YOUR INSTRUCTIONS »
Please report how many lines in the records below contain the word "database", and give nothing else.

........

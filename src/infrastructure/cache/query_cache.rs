use crate::domain::entities::CachedQuery;
use crate::domain::value_objects::QueryKey;
use crate::shared::config::CacheConfig;
use chrono::{DateTime, Duration, Utc};
use serde_json::Value;
use std::collections::HashMap;
use std::sync::Arc;
use tokio::sync::RwLock;

#[derive(Clone)]
struct CacheEntry {
    data: Value,
    updated_at: DateTime<Utc>,
    invalidated: bool,
}

/// 読み取り結果のメモリキャッシュ
#[derive(Clone)]
pub struct QueryCache {
    entries: Arc<RwLock<HashMap<QueryKey, CacheEntry>>>,
    stale_time: Duration,
    gc_time: Duration,
}

impl QueryCache {
    pub fn new(stale_time: Duration, gc_time: Duration) -> Self {
        Self {
            entries: Arc::new(RwLock::new(HashMap::new())),
            stale_time,
            gc_time,
        }
    }

    pub fn from_config(config: &CacheConfig) -> Self {
        Self::new(config.stale_time(), config.gc_time())
    }

    /// 古くても返す（オフライン表示用）
    pub async fn get(&self, key: &QueryKey) -> Option<Value> {
        let entries = self.entries.read().await;
        entries.get(key).map(|entry| entry.data.clone())
    }

    /// stale_time 以内かつ無効化されていないデータのみ
    pub async fn get_fresh(&self, key: &QueryKey) -> Option<Value> {
        let entries = self.entries.read().await;
        let now = Utc::now();
        entries
            .get(key)
            .filter(|entry| !self.entry_is_stale(entry, now))
            .map(|entry| entry.data.clone())
    }

    pub async fn is_stale(&self, key: &QueryKey) -> bool {
        let entries = self.entries.read().await;
        entries
            .get(key)
            .is_none_or(|entry| self.entry_is_stale(entry, Utc::now()))
    }

    pub async fn set(&self, key: QueryKey, data: Value) {
        let mut entries = self.entries.write().await;
        entries.insert(
            key,
            CacheEntry {
                data,
                updated_at: Utc::now(),
                invalidated: false,
            },
        );
    }

    /// Marks every entry under `prefix` stale. Returns how many were touched.
    pub async fn invalidate(&self, prefix: &QueryKey) -> usize {
        let mut entries = self.entries.write().await;
        let mut count = 0;
        for (key, entry) in entries.iter_mut() {
            if key.starts_with(prefix) {
                entry.invalidated = true;
                count += 1;
            }
        }
        count
    }

    pub async fn remove(&self, key: &QueryKey) -> bool {
        let mut entries = self.entries.write().await;
        entries.remove(key).is_some()
    }

    pub async fn clear(&self) {
        let mut entries = self.entries.write().await;
        entries.clear();
    }

    pub async fn len(&self) -> usize {
        self.entries.read().await.len()
    }

    pub async fn is_empty(&self) -> bool {
        self.entries.read().await.is_empty()
    }

    /// gc_time を過ぎたエントリを捨てる
    pub async fn collect_garbage(&self) -> usize {
        let mut entries = self.entries.write().await;
        let before = entries.len();
        let cutoff = Utc::now() - self.gc_time;
        entries.retain(|_, entry| entry.updated_at > cutoff);
        before - entries.len()
    }

    pub async fn dehydrate(&self) -> Vec<CachedQuery> {
        let entries = self.entries.read().await;
        let mut queries: Vec<CachedQuery> = entries
            .iter()
            .map(|(key, entry)| CachedQuery {
                key: key.clone(),
                data: entry.data.clone(),
                updated_at: entry.updated_at.timestamp_millis(),
                invalidated: entry.invalidated,
            })
            .collect();
        queries.sort_by(|a, b| a.key.cmp(&b.key));
        queries
    }

    /// 保存済みのクエリを読み込む。gc_time を過ぎたものは捨てる。
    pub async fn hydrate(&self, queries: Vec<CachedQuery>) -> usize {
        let cutoff = Utc::now() - self.gc_time;
        let mut entries = self.entries.write().await;
        let mut restored = 0;
        for query in queries {
            let Some(updated_at) = DateTime::<Utc>::from_timestamp_millis(query.updated_at) else {
                continue;
            };
            if updated_at <= cutoff {
                continue;
            }
            entries.insert(
                query.key,
                CacheEntry {
                    data: query.data,
                    updated_at,
                    invalidated: query.invalidated,
                },
            );
            restored += 1;
        }
        restored
    }

    fn entry_is_stale(&self, entry: &CacheEntry, now: DateTime<Utc>) -> bool {
        entry.invalidated || now - entry.updated_at >= self.stale_time
    }
}
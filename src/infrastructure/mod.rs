pub mod cache;
pub mod connectivity;
pub mod credentials;
pub mod database;
pub mod http;
pub mod offline;

pub use cache::{KeyValueCachePersister, PersistentQueryCache, QueryCache};
pub use connectivity::{ConnectivityMonitor, ReachabilityProbe};
pub use credentials::StoredCredentials;
pub use database::ConnectionPool;
pub use http::{HttpOperationHandler, LunchApiClient};
pub use offline::SqliteLocalStore;
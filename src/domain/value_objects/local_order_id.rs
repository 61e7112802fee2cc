use serde::{Deserialize, Serialize};
use std::fmt;

/// ローカルストアが採番する注文ID（`tempId` とは別物）
#[derive(Debug, Clone, Copy, PartialEq, Eq, Hash, Serialize, Deserialize)]
#[serde(try_from = "i64", into = "i64")]
pub struct LocalOrderId(i64);

impl LocalOrderId {
    pub fn new(value: i64) -> Result<Self, String> {
        if value <= 0 {
            return Err("Local order id must be positive".to_string());
        }
        Ok(Self(value))
    }

    pub fn value(&self) -> i64 {
        self.0
    }
}

impl fmt::Display for LocalOrderId {
    fn fmt(&self, f: &mut fmt::Formatter<'_>) -> fmt::Result {
        write!(f, "{}", self.0)
    }
}

impl From<LocalOrderId> for i64 {
    fn from(id: LocalOrderId) -> Self {
        id.0
    }
}

impl TryFrom<i64> for LocalOrderId {
    type Error = String;

    fn try_from(value: i64) -> Result<Self, Self::Error> {
        Self::new(value)
    }
}
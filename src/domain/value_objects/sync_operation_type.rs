use serde::{Deserialize, Serialize};
use std::fmt;

const MAX_LENGTH: usize = 64;

/// 同期キューに積む操作の種別（例: `reservation.create`）
#[derive(Debug, Clone, PartialEq, Eq, Hash, Serialize, Deserialize)]
pub struct SyncOperationType(String);

impl SyncOperationType {
    pub fn new(value: String) -> Result<Self, String> {
        let trimmed = value.trim();
        if trimmed.is_empty() {
            return Err("Sync operation type cannot be empty".to_string());
        }
        if trimmed.len() > MAX_LENGTH {
            return Err(format!(
                "Sync operation type must be at most {MAX_LENGTH} characters"
            ));
        }
        if !trimmed
            .chars()
            .all(|c| c.is_ascii_alphanumeric() || matches!(c, '.' | '_' | '-'))
        {
            return Err(format!("Invalid sync operation type: {trimmed}"));
        }
        Ok(Self(trimmed.to_string()))
    }

    pub fn as_str(&self) -> &str {
        &self.0
    }
}

impl fmt::Display for SyncOperationType {
    fn fmt(&self, f: &mut fmt::Formatter<'_>) -> fmt::Result {
        write!(f, "{}", self.0)
    }
}
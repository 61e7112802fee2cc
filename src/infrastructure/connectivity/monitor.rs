use crate::application::ports::ConnectivityStatus;
use tokio::sync::watch;

/// Current online/offline state plus a change feed for subscribers.
pub struct ConnectivityMonitor {
    sender: watch::Sender<bool>,
}

impl ConnectivityMonitor {
    pub fn new(initially_online: bool) -> Self {
        let (sender, _) = watch::channel(initially_online);
        Self { sender }
    }

    /// 状態が実際に変わった時だけ購読者へ通知する。戻り値は遷移の有無。
    pub fn set_online(&self, online: bool) -> bool {
        let changed = self.sender.send_if_modified(|current| {
            if *current == online {
                false
            } else {
                *current = online;
                true
            }
        });
        if changed {
            tracing::info!(target: "lunch::connectivity", online, "connectivity changed");
        }
        changed
    }
}

impl ConnectivityStatus for ConnectivityMonitor {
    fn is_online(&self) -> bool {
        *self.sender.borrow()
    }

    fn subscribe(&self) -> watch::Receiver<bool> {
        self.sender.subscribe()
    }
}

#[cfg(test)]
mod tests {
    use super::*;

    #[test]
    fn test_initial_state_is_explicit() {
        assert!(!ConnectivityMonitor::new(false).is_online());
        assert!(ConnectivityMonitor::new(true).is_online());
    }

    #[test]
    fn test_only_transitions_notify() {
        let monitor = ConnectivityMonitor::new(false);
        let mut rx = monitor.subscribe();

        assert!(!monitor.set_online(false));
        assert!(!rx.has_changed().unwrap());

        assert!(monitor.set_online(true));
        assert!(rx.has_changed().unwrap());
        assert!(*rx.borrow_and_update());
        assert!(monitor.is_online());

        assert!(!monitor.set_online(true));
        assert!(!rx.has_changed().unwrap());
    }

    #[test]
    fn test_set_online_without_subscribers() {
        let monitor = ConnectivityMonitor::new(true);
        assert!(monitor.set_online(false));
        assert!(!monitor.is_online());
    }
}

........

SOLUTION FOR THIS PROBLEM »
2